Naturaleza
Plantas

Ni geranios ni claveles: la planta resistente a plagas que decora tu jardín, perfuma y ahuyenta a los insectos

  • Ana López Vera
  • Máster en Periodismo Deportivo. Pasé por medios como Diario AS y ABC de Sevilla. También colaboré con la Real Federación de Fútbol Andaluza.

Cuando llega el calor, el jardín y la terraza se convierten en espacios agradables, pero también en lugares donde aumentan las molestias provocadas por mosquitos y otros insectos.

Para hacer frente a ellos puedes utilizar una planta que combina función ornamental, aroma y resistencia: la lavanda. Sus flores violetas aportan color al exterior y su característico perfume puede ayudar a mantener a raya a determinados insectos, mientras que sus necesidades de mantenimiento son reducidas cuando se cultiva en las condiciones adecuadas.

La lavanda es la alternativa aromática que protege el jardín de los insectos

La lavanda (Lavandula angustifolia) es una planta de origen mediterráneo reconocida por sus espigas florales violetas y su intenso aroma. Además de utilizarse con fines ornamentales y aromáticos, se ha popularizado como una alternativa natural para mantener alejados a los mosquitos.

Su fragancia procede de distintos compuestos presentes en la planta, entre ellos el linalol y el acetato de linalilo, que están relacionados con su actividad repelente.

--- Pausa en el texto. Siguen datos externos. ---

//! Protocol decoder: control frames in, motion commands out.
//!
//! Each tick reads the newest frame at the base channel, discards known
//! noise patterns, caches the frame, tracks link health and the mode byte,
//! and may enqueue one command. The decoder never touches the axis; every
//! request goes through the same [`CommandBus`] as any other producer.
//!
//! Runtime settings (base channel, timeout, enable, 16-bit mode) live in a
//! [`DecoderControl`] shared with any number of [`DecoderHandle`]s, so a
//! front-end can change them between ticks without locking the decoder.

pub mod link;
pub mod mode;
pub mod synth;
pub mod universe;

use std::sync::Arc;
use std::sync::atomic::{AtomicBool, AtomicU8, AtomicU16, AtomicU32, AtomicU64, Ordering};

use parking_lot::Mutex;
use tracing::{debug, info, trace, warn};

use skull_common::consts::{
    CHANNEL_COUNT, LINK_TIMEOUT_MS_MAX, LINK_TIMEOUT_MS_MIN, MAX_BASE_CHANNEL,
};
use skull_common::control::command::{CommandKind, MotionCommand};
use skull_common::control::config::{CoreConfig, DecoderConfig};
use skull_common::control::frame::{ControlFrame, ControlMode};
use skull_common::control::status::{LinkState, SystemState, SystemStatus};

use crate::bus::{CommandBus, StatusBoard};
use crate::config::ConfigHandle;
use crate::cycle::PeriodicTask;

use link::LinkMonitor;
use mode::{ModeBands, ModeDecoder};
use synth::CommandSynth;
use universe::UniverseSource;

// ─── Shared Control Block ───────────────────────────────────────────

/// Packet and command counters.
#[derive(Debug, Clone, Copy, PartialEq, Eq, Default)]
pub struct DecoderStats {
    /// Frames read from the source.
    pub frames_total: u64,
    /// Frames discarded as noise.
    pub frames_corrupt: u64,
    pub commands_emitted: u64,
    /// Commands refused by a full queue.
    pub commands_dropped: u64,
}

#[derive(Debug)]
pub struct DecoderControl {
    base_channel: AtomicU16,
    timeout_ms: AtomicU32,
    enabled: AtomicBool,
    use_16bit: AtomicBool,
    mode: AtomicU8,
    link: AtomicU8,
    frame: Mutex<ControlFrame>,
    frames_total: AtomicU64,
    frames_corrupt: AtomicU64,
    commands_emitted: AtomicU64,
    commands_dropped: AtomicU64,
}

impl DecoderControl {
    fn new(config: &DecoderConfig) -> Self {
        let ctl = Self {
            base_channel: AtomicU16::new(1),
            timeout_ms: AtomicU32::new(0),
            enabled: AtomicBool::new(false),
            use_16bit: AtomicBool::new(false),
            mode: AtomicU8::new(ControlMode::Stop as u8),
            link: AtomicU8::new(LinkState::Down as u8),
            frame: Mutex::new(ControlFrame::default()),
            frames_total: AtomicU64::new(0),
            frames_corrupt: AtomicU64::new(0),
            commands_emitted: AtomicU64::new(0),
            commands_dropped: AtomicU64::new(0),
        };
        ctl.apply_config(config);
        ctl
    }

    fn apply_config(&self, config: &DecoderConfig) {
        self.base_channel
            .store(config.base_channel.clamp(1, MAX_BASE_CHANNEL), Ordering::Relaxed);
        self.timeout_ms.store(config.timeout_ms, Ordering::Relaxed);
        self.enabled.store(config.enabled, Ordering::Relaxed);
        self.use_16bit.store(config.position_16bit, Ordering::Relaxed);
    }

    fn count(counter: &AtomicU64) {
        counter.fetch_add(1, Ordering::Relaxed);
    }
}

/// Cloneable front-end access to a running decoder.
#[derive(Debug, Clone)]
pub struct DecoderHandle {
    ctl: Arc<DecoderControl>,
}

impl DecoderHandle {
    /// Move the 5-channel window. Accepts 1..=508.
    pub fn set_base_channel(&self, channel: u16) -> bool {
        if !(1..=MAX_BASE_CHANNEL).contains(&channel) {
            warn!(channel, "base channel out of range");
            return false;
        }
        self.ctl.base_channel.store(channel, Ordering::Relaxed);
        info!(channel, "decoder base channel set");
        true
    }

    /// Link timeout in milliseconds. Accepts 100..=60000.
    pub fn set_timeout(&self, timeout_ms: u32) -> bool {
        if !(LINK_TIMEOUT_MS_MIN..=LINK_TIMEOUT_MS_MAX).contains(&timeout_ms) {
            warn!(timeout_ms, "link timeout out of range");
            return false;
        }
        self.ctl.timeout_ms.store(timeout_ms, Ordering::Relaxed);
        info!(timeout_ms, "decoder link timeout set");
        true
    }

    pub fn set_enabled(&self, enabled: bool) {
        self.ctl.enabled.store(enabled, Ordering::Relaxed);
        info!(enabled, "decoder enable");
    }

    pub fn set_16bit_position_mode(&self, enabled: bool) {
        self.ctl.use_16bit.store(enabled, Ordering::Relaxed);
        info!(enabled, "decoder 16-bit position");
    }

    /// Last valid frame in wire order.
    pub fn channel_snapshot(&self) -> [u8; CHANNEL_COUNT] {
        self.ctl.frame.lock().bytes()
    }

    pub fn current_mode(&self) -> ControlMode {
        ControlMode::from_u8(self.ctl.mode.load(Ordering::Relaxed))
    }

    pub fn link_state(&self) -> LinkState {
        LinkState::from_u8(self.ctl.link.load(Ordering::Relaxed))
    }

    pub fn base_channel(&self) -> u16 {
        self.ctl.base_channel.load(Ordering::Relaxed)
    }

    pub fn timeout_ms(&self) -> u32 {
        self.ctl.timeout_ms.load(Ordering::Relaxed)
    }

    pub fn is_enabled(&self) -> bool {
        self.ctl.enabled.load(Ordering::Relaxed)
    }

    pub fn is_16bit_position_mode(&self) -> bool {
        self.ctl.use_16bit.load(Ordering::Relaxed)
    }

    pub fn stats(&self) -> DecoderStats {
        DecoderStats {
            frames_total: self.ctl.frames_total.load(Ordering::Relaxed),
            frames_corrupt: self.ctl.frames_corrupt.load(Ordering::Relaxed),
            commands_emitted: self.ctl.commands_emitted.load(Ordering::Relaxed),
            commands_dropped: self.ctl.commands_dropped.load(Ordering::Relaxed),
        }
    }

    pub fn reset_stats(&self) {
        self.ctl.frames_total.store(0, Ordering::Relaxed);
        self.ctl.frames_corrupt.store(0, Ordering::Relaxed);
        self.ctl.commands_emitted.store(0, Ordering::Relaxed);
        self.ctl.commands_dropped.store(0, Ordering::Relaxed);
    }
}

// ─── Protocol Decoder ───────────────────────────────────────────────

pub struct ProtocolDecoder {
    ctl: Arc<DecoderControl>,
    source: Box<dyn UniverseSource>,
    bus: Arc<CommandBus>,
    status: Arc<StatusBoard>,
    config: ConfigHandle,
    config_generation: u64,

    link: LinkMonitor,
    published_link: Option<LinkState>,
    mode: ModeDecoder,
    synth: CommandSynth,
    /// Id of the `Home` sent on entering Home mode, until homing finishes.
    awaiting_home: Option<u32>,
}

impl ProtocolDecoder {
    pub fn new(
        config: ConfigHandle,
        bus: Arc<CommandBus>,
        status: Arc<StatusBoard>,
        source: Box<dyn UniverseSource>,
    ) -> Self {
        let cfg = config.snapshot();
        Self {
            ctl: Arc::new(DecoderControl::new(&cfg.decoder)),
            source,
            bus,
            status,
            config_generation: config.generation(),
            config,
            link: LinkMonitor::new(),
            published_link: None,
            mode: ModeDecoder::new(),
            synth: CommandSynth::new(),
            awaiting_home: None,
        }
    }

    pub fn handle(&self) -> DecoderHandle {
        DecoderHandle {
            ctl: Arc::clone(&self.ctl),
        }
    }

    #[inline]
    pub fn link_state(&self) -> LinkState {
        self.link.state()
    }

    #[inline]
    pub fn current_mode(&self) -> ControlMode {
        self.mode.mode()
    }

    /// Run one decoder cycle at `now_ms` on the monotonic clock.
    ///
    /// Link timeout and idle resend are measured on this clock, not on the
    /// number of ticks run.
    pub fn tick_at(&mut self, now_ms: u64) {
        let cfg = self.config.snapshot();
        self.follow_config(&cfg);

        if !self.ctl.enabled.load(Ordering::Relaxed) {
            if self.link.reset() {
                info!("decoder disabled, link down");
            }
            self.publish_link();
            return;
        }

        let fresh = self.read_frame(now_ms);
        let timeout_ms = self.ctl.timeout_ms.load(Ordering::Relaxed);
        if self.link.poll(now_ms, timeout_ms) {
            warn!(timeout_ms, "control link lost");
        }
        self.publish_link();
        if self.link.state() == LinkState::Down {
            // Frozen: no control action until valid frames return.
            return;
        }

        let status = self.status.try_snapshot();
        if let Some(status) = &status {
            self.release_home(status);
        }

        if let Some(frame) = fresh {
            let bands = ModeBands::from_config(&cfg.decoder);
            if let Some(mode) = self.mode.feed(frame.mode_byte(), &bands) {
                self.ctl.mode.store(mode as u8, Ordering::Relaxed);
                self.enter_mode(mode, &frame);
            }
        }

        let Some(status) = status else {
            trace!("status busy, synthesis skipped");
            return;
        };
        if self.awaiting_home.is_some()
            || self.mode.mode() != ControlMode::Control
            || !status.accepts_positioning()
        {
            return;
        }
        self.synthesize(&status, &cfg, now_ms);
    }

    fn follow_config(&mut self, cfg: &CoreConfig) {
        let generation = self.config.generation();
        if generation == self.config_generation {
            return;
        }
        self.config_generation = generation;
        self.ctl.apply_config(&cfg.decoder);
        info!(
            generation,
            base_channel = cfg.decoder.base_channel,
            timeout_ms = cfg.decoder.timeout_ms,
            "decoder settings reloaded"
        );
    }

    fn read_frame(&mut self, now_ms: u64) -> Option<ControlFrame> {
        let base = self.ctl.base_channel.load(Ordering::Relaxed);
        let frame = ControlFrame::from(self.source.read_frame(base)?);
        DecoderControl::count(&self.ctl.frames_total);
        if frame.is_corrupt() {
            DecoderControl::count(&self.ctl.frames_corrupt);
            debug!(bytes = ?frame.bytes(), "corrupt frame discarded");
            return None;
        }
        *self.ctl.frame.lock() = frame;
        if self.link.on_valid_frame(now_ms) {
            info!(base_channel = base, "control link up");
        }
        Some(frame)
    }

    fn publish_link(&mut self) {
        let state = self.link.state();
        self.ctl.link.store(state as u8, Ordering::Relaxed);
        if self.published_link == Some(state) {
            return;
        }
        if self.status.publish(|s| s.link = state) {
            self.published_link = Some(state);
        } else {
            debug!(?state, "status busy, link update deferred");
        }
    }

    fn release_home(&mut self, status: &SystemStatus) {
        let Some(id) = self.awaiting_home else {
            return;
        };
        if status.state != SystemState::Homing && status.last_command_id >= id {
            self.awaiting_home = None;
            debug!(id, homed = status.homed, "homing finished, decoder resumes");
        }
    }

    fn enter_mode(&mut self, mode: ControlMode, frame: &ControlFrame) {
        info!(?mode, mode_byte = frame.mode_byte(), "decoder mode");
        self.synth.reset();
        if self.awaiting_home.is_some() {
            debug!(?mode, "homing in progress, mode command suppressed");
            return;
        }
        match mode {
            ControlMode::Home => {
                let cmd = self.bus.command(CommandKind::Home);
                if self.emit_command(cmd) {
                    self.awaiting_home = Some(cmd.id());
                }
            }
            ControlMode::Stop => {
                self.emit_command(self.bus.command(CommandKind::Stop));
            }
            ControlMode::Control => {}
        }
    }

    fn synthesize(&mut self, status: &SystemStatus, cfg: &CoreConfig, now_ms: u64) {
        let frame = *self.ctl.frame.lock();
        let use_16bit = self.ctl.use_16bit.load(Ordering::Relaxed);
        let Some(mv) = self.synth.propose(&frame, use_16bit, status, cfg, now_ms) else {
            return;
        };
        let cmd = self
            .bus
            .command_with(CommandKind::MoveAbsolute { target: mv.target }, mv.profile());
        if self.emit_command(cmd) {
            self.synth.commit(&mv, now_ms);
            trace!(target = mv.target, speed = mv.speed, "decoder move");
        }
    }

    fn emit_command(&self, cmd: MotionCommand) -> bool {
        if self.bus.submit(cmd) {
            DecoderControl::count(&self.ctl.commands_emitted);
            true
        } else {
            DecoderControl::count(&self.ctl.commands_dropped);
            debug!(id = cmd.id(), kind = cmd.kind().label(), "decoder command dropped");
            false
        }
    }
}

impl PeriodicTask for ProtocolDecoder {
    fn name(&self) -> &'static str {
        "decoder"
    }

    fn tick(&mut self) {
        let now_ms = self.bus.now_ms();
        self.tick_at(now_ms);
    }
}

Una de sus principales ventajas en jardinería es su resistencia. La lavanda se adapta bien a espacios soleados y puede cultivarse tanto directamente en el jardín como en macetas. También resulta especialmente adecuada para zonas exteriores donde se busque una especie aromática que no requiera una atención constante.

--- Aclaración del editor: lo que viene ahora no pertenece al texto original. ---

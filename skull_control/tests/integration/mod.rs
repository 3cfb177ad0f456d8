mod support;

mod decoder_flow;
mod faults;
mod homing;
mod hot_reload;
mod motion;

Su presencia, además, puede aportar interés al jardín durante la época de floración. Las flores violetas convierten esta planta en un elemento decorativo que puede colocarse alrededor de zonas de descanso, patios, porches o terrazas.

¿Por qué la lavanda puede ahuyentar a los mosquitos?

El interés de la lavanda como repelente está relacionado principalmente con sus compuestos aromáticos.

El linalol, uno de los compuestos aromáticos presentes en algunas plantas y aceites esenciales, ha mostrado actividad repelente frente a determinadas especies de mosquitos en estudios experimentales.

Por otra parte, conviene no confundir una planta de lavanda con un repelente convencional. Su presencia puede contribuir a reducir las molestias, pero no garantiza por sí sola un espacio completamente libre de mosquitos.

El resultado depende de factores como la cantidad de planta, la concentración de los compuestos aromáticos y las condiciones ambientales.

El aceite esencial constituye otra forma de aprovechar el aroma de la lavanda. Puede emplearse en difusores, sprays o velas, mientras que también existen propuestas caseras para utilizarlo en determinados espacios. En cualquier caso, su aplicación directa sobre la piel (como efecto calmante) debe realizarse con precaución y siguiendo las recomendaciones correspondientes.

¿Dónde colocar la lavanda para aprovechar su aroma?

La ubicación es importante si se pretende aprovechar al máximo esta planta. Una opción práctica consiste en colocar ejemplares o macetas cerca de puertas y ventanas, así como alrededor de patios, porches, terrazas y otras zonas donde se pase tiempo al aire libre.

De esta manera, además de decorar, la lavanda permite disfrutar de su fragancia en los lugares donde más interesa.

También puede combinarse con otras plantas aromáticas que se utilizan tradicionalmente para mantener alejados a los mosquitos, como la citronela, el romero, la menta o la albahaca. Crear una pequeña zona con varias especies permite diversificar los aromas y conseguir un jardín más variado.